▸ **Given records**

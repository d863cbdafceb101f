//! # Genie Console core
//!
//! Platform-neutral logic behind the Genie dashboard: who may see which page,
//! and how a subscription is bought.
//!
//! ## Overview
//!
//! The crate is used in two ways:
//!
//! 1. **By the Leptos frontend** (`ui/`) - built for `wasm32` with
//!    `default-features = false`; the browser supplies local storage, `fetch`
//!    and the hosted checkout widget through the traits defined here.
//! 2. **Natively** - the `native` feature adds a `reqwest` client and `.env`
//!    configuration loading, which the integration tests use.
//!
//! ## Quick Start
//!
//! ```rust,ignore
//! use genie::auth::gate::{GateDecision, RouteGate};
//! use genie::auth::session::{MemorySessionStore, SessionContext};
//! use std::sync::Arc;
//!
//! let session = SessionContext::load(Arc::new(MemorySessionStore::new()));
//! let gate = RouteGate::default();
//!
//! match gate.evaluate("/billing", session.status()) {
//!     GateDecision::Render => { /* show the page */ }
//!     GateDecision::Redirect { to, replace } => { /* navigate */ }
//!     GateDecision::Loading => { /* spinner */ }
//! }
//! ```
//!
//! ### Checkout
//!
//! ```rust,ignore
//! use genie::payments::{CheckoutWorkflow, PlanSelection};
//! use std::rc::Rc;
//!
//! let workflow = CheckoutWorkflow::new(api, gateway, notifier)
//!     .with_plan(PlanSelection::new("pro-monthly", "Pro Monthly"))
//!     .on_success(|subscription| println!("active: {:?}", subscription.id()));
//!
//! workflow.initiate(None).await?;
//! ```
//!
//! ## Feature Flags
//!
//! | Feature | Description |
//! |---------|-------------|
//! | `native` | `reqwest` HTTP client and `.env` loading (default) |
//!
//! ## Modules
//!
//! - [`auth`] - Session context and route gate
//! - [`api`] - Subscription REST endpoints
//! - [`payments`] - Checkout gateway adapter surface and workflow
//! - [`routes`] - Route table and active-path matching
//! - [`types`] - Wire types and error handling
//! - [`utils`] - Configuration

#![warn(rustdoc::missing_crate_level_docs)]

/// Subscription REST endpoints.
pub mod api;
/// Session context and route gate.
pub mod auth;
/// Checkout gateway adapter and workflow.
pub mod payments;
/// Route table and navigation highlighting.
pub mod routes;
/// Core types (requests, responses, errors).
pub mod types;
/// Configuration utilities (TOML, environment).
pub mod utils;

// Re-export commonly used types
pub use api::SubscriptionApi;
pub use auth::gate::{AuthStatus, GateDecision, RouteGate};
pub use auth::session::{SessionContext, SessionStore, SessionToken, UserProfile};
pub use payments::{CheckoutError, CheckoutGateway, CheckoutWorkflow, GatewayOutcome};
pub use types::{AppError, Result};
pub use utils::config::ConsoleConfig;

#[cfg(feature = "native")]
pub use api::client::HttpSubscriptionApi;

▸ **What you should do**
Reply with every line of the listing that has the string "default".

▸ **Solution for this task**
//!    `default-features = false`; the browser supplies local storage, `fetch`
//! let gate = RouteGate::default();
//! | `native` | `reqwest` HTTP client and `.env` loading (default) |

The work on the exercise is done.